A html version is available at RPubs: http://rpubs.com/svicente99/Inference_Assesment_1

Synopsis

In this project we investigate the exponential distribution in R and compare it with the Central Limit Theorem. The exponential distribution is being simulated 1,000 times in R with rexp(n, lambda) where lambda=0.2 is the rate parameter. We are showing the distribution of averages of 40 exponentials.

Data Processing - Simulations

Setting parameters to be processed:

set.seed(100)
lambda <- 0.2; n_sims <- 1000; sample_size <- 40

The exponential distribution it has been simulated with ‘R’ function rexp(n, lambda). Lambda is the rate parameter. We create a matrix to save a thousand of simulations for 40 exponentials.

mat_simulation <- matrix(rexp(n=n_sims*sample_size, rate=lambda), n_sims, sample_size)
exp_means <- rowMeans(mat_simulation)
head(exp_means,6)    # below, 6 first means of exponential simulation
## [1] 5.159714 5.006515 6.030689 5.268777 6.836385 5.116371
length(exp_means)    # we run a thousand of simulations 
## [1] 1000

Then we set variables to store mean and standard deviation of simulated distribution. We know that both theoretical mean and standard deviation are 1/lambda. Thus we calculate these values compare with statistics get from simulation.

m <- mean(exp_means)
s <- sd(mat_simulation)
mu <- (1/lambda)
sd <- (1/lambda)
Comparing theoretical and distribution values, we may see they are very close: 
-------+------------------+-------------------
 stat. |   Theoretical    |   Distribution 
-------+------------------+-------------------
 mean  |        5         |   4.9997019
-------+------------------+-------------------
 sd    |        5         |   5.0380337
-------+------------------+-------------------

Results - Inference

Let’s come back to the question which this analysis should respond: what we can infer about the population (theoretical exponential distribution) with the data we simulated (sampling)?

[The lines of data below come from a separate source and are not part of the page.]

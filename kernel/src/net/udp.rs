//! UDP (User Datagram Protocol)

#![allow(dead_code)]

use alloc::vec::Vec;
use alloc::collections::BTreeMap;
use alloc::collections::VecDeque;

use super::ipv4::{self, Ipv4Packet};
use super::Ipv4Addr;
use crate::sync::IrqSafeMutex;

/// Datagrama UDP parseado
#[derive(Debug)]
pub struct UdpDatagram {
    pub src_port: u16,
    pub dst_port: u16,
    pub length: u16,
    pub checksum: u16,
    pub data_offset: usize,
}

impl UdpDatagram {
    pub fn parse(data: &[u8]) -> Option<Self> {
        if data.len() < 8 {
            return None;
        }

        Some(Self {
            src_port: u16::from_be_bytes([data[0], data[1]]),
            dst_port: u16::from_be_bytes([data[2], data[3]]),
            length: u16::from_be_bytes([data[4], data[5]]),
            checksum: u16::from_be_bytes([data[6], data[7]]),
            data_offset: 8,
        })
    }
}

/// Datagrama recebido
#[derive(Debug, Clone)]
pub struct ReceivedDatagram {
    pub src_addr: Ipv4Addr,
    pub src_port: u16,
    pub data: Vec<u8>,
}

/// Buffer de recepção para uma porta
struct UdpSocket {
    queue: VecDeque<ReceivedDatagram>,
    max_queue: usize,
}

impl UdpSocket {
    fn new() -> Self {
        Self {
            queue: VecDeque::new(),
            max_queue: 32,
        }
    }
}

/// Portas UDP em listening
static UDP_SOCKETS: IrqSafeMutex<BTreeMap<u16, UdpSocket>> = IrqSafeMutex::new(BTreeMap::new());

/// Próxima porta efêmera (atômica para thread safety)
static NEXT_EPHEMERAL_PORT: core::sync::atomic::AtomicU16 = core::sync::atomic::AtomicU16::new(49152);

/// Calcula checksum UDP (com pseudo-header)
fn compute_checksum(src_ip: Ipv4Addr, dst_ip: Ipv4Addr, udp_data: &[u8]) -> u16 {
    let mut sum: u32 = 0;

    // Pseudo-header
    let src = src_ip.0;
    let dst = dst_ip.0;
    sum += u16::from_be_bytes([src[0], src[1]]) as u32;
    sum += u16::from_be_bytes([src[2], src[3]]) as u32;
    sum += u16::from_be_bytes([dst[0], dst[1]]) as u32;
    sum += u16::from_be_bytes([dst[2], dst[3]]) as u32;
    sum += 17u32; // Protocol UDP
    sum += udp_data.len() as u32;

    // UDP header + data
    for i in (0..udp_data.len()).step_by(2) {
        let word = if i + 1 < udp_data.len() {
            u16::from_be_bytes([udp_data[i], udp_data[i + 1]])
        } else {
            u16::from_be_bytes([udp_data[i], 0])
        };
        sum += word as u32;
    }

    while sum > 0xFFFF {
        sum = (sum & 0xFFFF) + (sum >> 16);
    }

    let result = !(sum as u16);
    if result == 0 { 0xFFFF } else { result }
}

/// Processa um pacote UDP recebido
pub fn handle_packet(data: &[u8], ip: &Ipv4Packet) {
    let Some(udp) = UdpDatagram::parse(data) else {
        return;
    };

    // Verifica checksum se presente
    if udp.checksum != 0 {
        let mut check_data = data.to_vec();
        check_data[6] = 0;
        check_data[7] = 0;
        let computed = compute_checksum(ip.src, ip.dst, &check_data);
        if udp.checksum != computed {
            return;
        }
    }

    let payload_len = (udp.length as usize).saturating_sub(8);
    let payload = &data[udp.data_offset..udp.data_offset + payload_len.min(data.len() - udp.data_offset)];

    // Entrega ao socket
    let mut sockets = UDP_SOCKETS.lock();
    if let Some(socket) = sockets.get_mut(&udp.dst_port) {
        if socket.queue.len() < socket.max_queue {
            socket.queue.push_back(ReceivedDatagram {
                src_addr: ip.src,
                src_port: udp.src_port,
                data: payload.to_vec(),
            });
        }
    }
}

/// Bind em uma porta UDP
pub fn bind(port: u16) -> crate::util::KResult<()> {
    let mut sockets = UDP_SOCKETS.lock();
    if sockets.contains_key(&port) {
        return Err(crate::util::KError::AlreadyExists);
    }
    sockets.insert(port, UdpSocket::new());
    Ok(())
}

/// Unbind de uma porta UDP
pub fn unbind(port: u16) {
    let mut sockets = UDP_SOCKETS.lock();
    sockets.remove(&port);
}

/// Aloca uma porta efêmera
pub fn allocate_port() -> u16 {
    use core::sync::atomic::Ordering;
    let mut sockets = UDP_SOCKETS.lock();
    loop {
        let p = NEXT_EPHEMERAL_PORT.fetch_add(1, Ordering::Relaxed);
        let port = if p >= 65534 {
            NEXT_EPHEMERAL_PORT.store(49152, Ordering::Relaxed);
            49152
        } else {
            p
        };
        if !sockets.contains_key(&port) {
            sockets.insert(port, UdpSocket::new());
            return port;
        }
    }
}

/// Envia um datagrama UDP
pub fn send(src_port: u16, dst_addr: Ipv4Addr, dst_port: u16, payload: &[u8]) -> crate::util::KResult<()> {
    let config = super::config().ok_or(crate::util::KError::NotSupported)?;

    let udp_len = 8 + payload.len();
    let mut packet = Vec::with_capacity(udp_len);

    // Source port
    packet.extend_from_slice(&src_port.to_be_bytes());
    // Dest port
    packet.extend_from_slice(&dst_port.to_be_bytes());
    // Length
    packet.extend_from_slice(&(udp_len as u16).to_be_bytes());
    // Checksum (placeholder)
    packet.push(0);
    packet.push(0);
    // Data
    packet.extend_from_slice(payload);

    // Calcula checksum
    let checksum = compute_checksum(config.ip, dst_addr, &packet);
    packet[6] = (checksum >> 8) as u8;
    packet[7] = (checksum & 0xFF) as u8;

    ipv4::send(dst_addr, ipv4::PROTO_UDP, &packet)
}

/// Recebe um datagrama UDP (non-blocking)
pub fn recv(port: u16) -> Option<ReceivedDatagram> {
    let mut sockets = UDP_SOCKETS.lock();
    if let Some(socket) = sockets.get_mut(&port) {
        socket.queue.pop_front()
    } else {
        None
    }
}

/// Recebe um datagrama UDP (blocking com timeout)
pub fn recv_timeout(port: u16, timeout_ms: u32) -> Option<ReceivedDatagram> {
    let deadline = timeout_ms as u64 * 1000;
    let mut waited: u64 = 0;

    while waited < deadline {
        super::poll();

        if let Some(dgram) = recv(port) {
            return Some(dgram);
        }

        for _ in 0..10000 {
            core::hint::spin_loop();
        }
        waited += 1;
    }

    None
}

/// Verifica se há dados disponíveis para leitura (para poll/select)
pub fn has_data(port: u16) -> bool {
    let sockets = UDP_SOCKETS.lock();
    if let Some(socket) = sockets.get(&port) {
        !socket.queue.is_empty()
    } else {
        false
    }
}
impl NetworkTechnology {
    pub fn name(&self) -> &'static str {
        match self {
            NetworkTechnology::Unknown => "Unknown",
            NetworkTechnology::Gsm => "GSM",
            NetworkTechnology::Gprs => "GPRS",
            NetworkTechnology::Edge => "EDGE",
            NetworkTechnology::Umts => "UMTS",
            NetworkTechnology::Hspa => "HSPA",
            NetworkTechnology::HspaPlus => "HSPA+",
            NetworkTechnology::Lte => "LTE",
            NetworkTechnology::LteAdvanced => "LTE-A",
            NetworkTechnology::Nr5g => "5G NR",
        }
    }

    pub fn generation(&self) -> &'static str {
        match self {
            NetworkTechnology::Unknown => "-",
            NetworkTechnology::Gsm => "2G",
            NetworkTechnology::Gprs => "2.5G",
            NetworkTechnology::Edge => "2.75G",
            NetworkTechnology::Umts => "3G",
            NetworkTechnology::Hspa => "3.5G",
            NetworkTechnology::HspaPlus => "3.75G",
            NetworkTechnology::Lte => "4G",
            NetworkTechnology::LteAdvanced => "4G+",
            NetworkTechnology::Nr5g => "5G",
        }
    }

    pub fn max_speed_mbps(&self) -> u32 {
        match self {
            NetworkTechnology::Unknown => 0,
            NetworkTechnology::Gsm => 0,
            NetworkTechnology::Gprs => 1,
            NetworkTechnology::Edge => 1,
            NetworkTechnology::Umts => 2,
            NetworkTechnology::Hspa => 14,
            NetworkTechnology::HspaPlus => 42,
            NetworkTechnology::Lte => 150,
            NetworkTechnology::LteAdvanced => 1000,
            NetworkTechnology::Nr5g => 10000,
        }
    }
}

/// SIM status
#[derive(Debug, Clone, Copy, PartialEq, Eq)]
pub enum SimStatus {
    Unknown,
    NotInserted,
    Ready,
    PinRequired,
    PukRequired,
    Blocked,
    Error,
}

impl SimStatus {
    pub fn name(&self) -> &'static str {
        match self {
            SimStatus::Unknown => "Unknown",
            SimStatus::NotInserted => "Not Inserted",
            SimStatus::Ready => "Ready",
            SimStatus::PinRequired => "PIN Required",
            SimStatus::PukRequired => "PUK Required",
            SimStatus::Blocked => "Blocked",
            SimStatus::Error => "Error",
        }
    }
}

/// Registration status
#[derive(Debug, Clone, Copy, PartialEq, Eq)]
pub enum RegistrationStatus {
    NotRegistered,
    RegisteredHome,
    Searching,
    RegistrationDenied,
    Unknown,
    RegisteredRoaming,
}

impl RegistrationStatus {
    pub fn from_at_code(code: u8) -> Self {
        match code {
            0 => RegistrationStatus::NotRegistered,
            1 => RegistrationStatus::RegisteredHome,
            2 => RegistrationStatus::Searching,
            3 => RegistrationStatus::RegistrationDenied,
            4 => RegistrationStatus::Unknown,
            5 => RegistrationStatus::RegisteredRoaming,
            _ => RegistrationStatus::Unknown,
        }
    }

    pub fn is_registered(&self) -> bool {
        matches!(self, RegistrationStatus::RegisteredHome | RegistrationStatus::RegisteredRoaming)
    }

    pub fn name(&self) -> &'static str {
        match self {
            RegistrationStatus::NotRegistered => "Not Registered",
            RegistrationStatus::RegisteredHome => "Home Network",
            RegistrationStatus::Searching => "Searching",
            RegistrationStatus::RegistrationDenied => "Registration Denied",
            RegistrationStatus::Unknown => "Unknown",
            RegistrationStatus::RegisteredRoaming => "Roaming",
        }
    }
}

/// Signal quality
#[derive(Debug, Clone, Copy, Default)]
pub struct SignalQuality {
    /// RSSI in dBm (-113 to -51)
    pub rssi_dbm: i16,
    /// Signal strength (0-100%)
    pub strength_percent: u8,
    /// Signal bars (0-5)
    pub bars: u8,
    /// Bit error rate (0-7, 99 = unknown)
    pub ber: u8,
    /// RSRP for LTE in dBm
    pub rsrp_dbm: Option<i16>,
    /// RSRQ for LTE in dB
    pub rsrq_db: Option<i8>,
    /// SINR for LTE in dB
    pub sinr_db: Option<i8>,
}

impl SignalQuality {
    pub fn from_csq(csq: u8) -> Self {
        let rssi_dbm = if csq == 99 {
            -113
        } else {
            -113 + (csq as i16 * 2)
        };

        let strength_percent = if csq == 99 {
            0
        } else {
            (csq as u16 * 100 / 31).min(100) as u8
        };

        let bars = match csq {
            0..=9 => 1,
            10..=14 => 2,
            15..=19 => 3,
            20..=24 => 4,
            25..=31 => 5,
            _ => 0,
        };

        Self {
            rssi_dbm,
            strength_percent,
            bars,
            ber: 99,
            rsrp_dbm: None,
            rsrq_db: None,
            sinr_db: None,
        }
    }
}

/// Operator info
#[derive(Debug, Clone, Default)]
pub struct OperatorInfo {
    /// Operator name (long)
    pub name: String,
    /// Operator name (short)
    pub short_name: String,
    /// MCC (Mobile Country Code)
    pub mcc: u16,
    /// MNC (Mobile Network Code)
    pub mnc: u16,
    /// Technology
    pub technology: NetworkTechnology,
}

impl OperatorInfo {
    pub fn plmn(&self) -> String {
        use core::fmt::Write;
        let mut s = String::new();
        let _ = write!(s, "{:03}{:02}", self.mcc, self.mnc);
        s
    }
}

/// APN configuration
#[derive(Debug, Clone)]
pub struct ApnConfig {
    /// APN name
    pub apn: String,
    /// Username (optional)
    pub username: Option<String>,
    /// Password (optional)
    pub password: Option<String>,
    /// Authentication type
    pub auth_type: AuthType,
    /// IP type
    pub ip_type: IpType,
}

impl Default for ApnConfig {
    fn default() -> Self {
        Self {
            apn: String::new(),
            username: None,
            password: None,
            auth_type: AuthType::None,
            ip_type: IpType::IPv4,
        }
    }
}

/// Authentication type
#[derive(Debug, Clone, Copy, PartialEq, Eq, Default)]
pub enum AuthType {
    #[default]
    None,
    Pap,
    Chap,
    PapOrChap,
}

/// IP type
#[derive(Debug, Clone, Copy, PartialEq, Eq, Default)]
pub enum IpType {
    #[default]
    IPv4,
    IPv6,
    IPv4v6,
}

/// Connection state
#[derive(Debug, Clone, Copy, PartialEq, Eq)]
pub enum ConnectionState {
    Disconnected,
    Connecting,
    Connected,
    Disconnecting,
    Error,
}

/// Modem state
#[derive(Debug, Clone, Copy, PartialEq, Eq)]
pub enum ModemState {
    Unknown,
    Disabled,
    Initializing,
    Locked,
    Enabled,
    Searching,
    Registered,
    Connecting,
    Connected,
    Disconnecting,
    Failed,
}

impl ModemState {
    pub fn name(&self) -> &'static str {
        match self {
            ModemState::Unknown => "Unknown",
            ModemState::Disabled => "Disabled",
            ModemState::Initializing => "Initializing",
            ModemState::Locked => "SIM Locked",
            ModemState::Enabled => "Enabled",
            ModemState::Searching => "Searching",
            ModemState::Registered => "Registered",
            ModemState::Connecting => "Connecting",
            ModemState::Connected => "Connected",
            ModemState::Disconnecting => "Disconnecting",
            ModemState::Failed => "Failed",
        }
    }
}

/// SMS message
#[derive(Debug, Clone)]
pub struct SmsMessage {
    /// Index in modem storage
    pub index: u16,
    /// Status (read/unread)
    pub read: bool,
    /// Sender/recipient number
    pub number: String,
    /// Message text
    pub text: String,
    /// Timestamp
    pub timestamp: u64,
}

/// Modem device
pub struct ModemDevice {
    /// USB device handle
    usb_device: u32,
    /// Vendor ID
    vendor_id: u16,
    /// Product ID
    product_id: u16,
    /// Device name
    name: String,
    /// Modem state
    state: ModemState,
    /// SIM status
    sim_status: SimStatus,
    /// Registration status
    registration: RegistrationStatus,
    /// Signal quality
    signal: SignalQuality,
    /// Operator info
    operator: OperatorInfo,
    /// Network technology
    technology: NetworkTechnology,
    /// Connection state
    connection: ConnectionState,
    /// IP address (if connected)
    ip_address: Option<[u8; 4]>,
    /// DNS servers
    dns_servers: Vec<[u8; 4]>,
    /// Active APN config
    apn_config: ApnConfig,
    /// IMEI
    imei: String,
    /// IMSI
    imsi: String,
    /// ICCID
    iccid: String,
    /// AT port
    at_port: u8,
    /// Data port
    data_port: u8,
    /// AT command buffer
    at_buffer: Vec<u8>,
    /// Response buffer
    response_buffer: Vec<u8>,
}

The best and unbiased estimate is just the sample mean (‘m’). To demonstrate our results is adequate an estimation by confidence interval. We choose a significant level of 1% (alfa); it represents 99% of confidence (high!).

Standard error of the mean is ‘s’ divided by square root of sample size. Multiplied by z-score of alfa/2 (two sided test) or .975, we have an upper and lower limit of the interval . Just add and subtract prior values to the point estimate of the mean.

std_err <- s/sqrt(sample_size)  ## standard error of the mean
alfa <- 99/100
lim_sup <- m + qnorm((1-alfa)/2) * std_err
lim_inf <- m - qnorm((1-alfa)/2) * std_err
C.I <- c(lim_sup, lim_inf)
print(C.I)  # this is our Confidence Interval
## [1] 2.947840 7.051564

Comparison - Theoretical x Sample Distribtions

In next figure we show sample distribution (obtained via 1,000 simulations) compared to the theoretical exponencial distribution approximate to Central Limit Theorem.

par(mfrow=c(1,1))
hist(exp_means, prob=TRUE, breaks=20, xlab="exponential means simulated")

abline(v=lim_inf, col="orange", lty=5)  ## lim.inf of interval
abline(v=lim_sup, col="orange", lty=5)  ## lim.sup of interval
abline(v=1/lambda, col="red", lty=2, lwd=3)  ## theoretical mean
curve(dnorm(x, mean=m, sd=std_err), add=TRUE, col="blue", lwd=2)

mtext( "MAIN TITLE", side=3, outer=TRUE, col="blue", font=2, cex=1.15 )  
mtext( "_number of cases_", side=1, outer=TRUE, col="blue", font=1, cex=0.9 )  
box("outer", col="maroon", lwd=3) 

# add legends
legend('topright', 
       c("simulation", "normal approx.", "C.I. lower", "C.I. upper", "dist.mean (m)"), lty=c(1,1,5,5,2), 
       lwd=c(1,2,1,1,3), col=c("black", "blue", "orange", "orange", "red"))

Sample means distribution seems to be normally distributed. From the histogram above, it’s easy to see that is symmetric and well attached to the normal curve.

Conclusion

The estimate value of the mean (‘m’) of the 1,000 sample means - 4.999 - is too much close to exponential mean (mu). Therefore, the distribution is the centered at and if we compared to the theoretical center of the distribution, both are very close to each other (1/lambda).

The estimate value of sampling standard deviation (‘s’) thru the 1,000 sample means is 5.038. It`s also very close to the theoretical standard deviation (sd).

Despite we don’t know what the real population looks like, we are 99% confident that the true mean it’s contained between lower and upper limits of the interval.

It’s a special situation we know the true population (an exponential distribution). So, after statistical inference we may point that the distribution of the mean of 40 exponentials is approximately normal.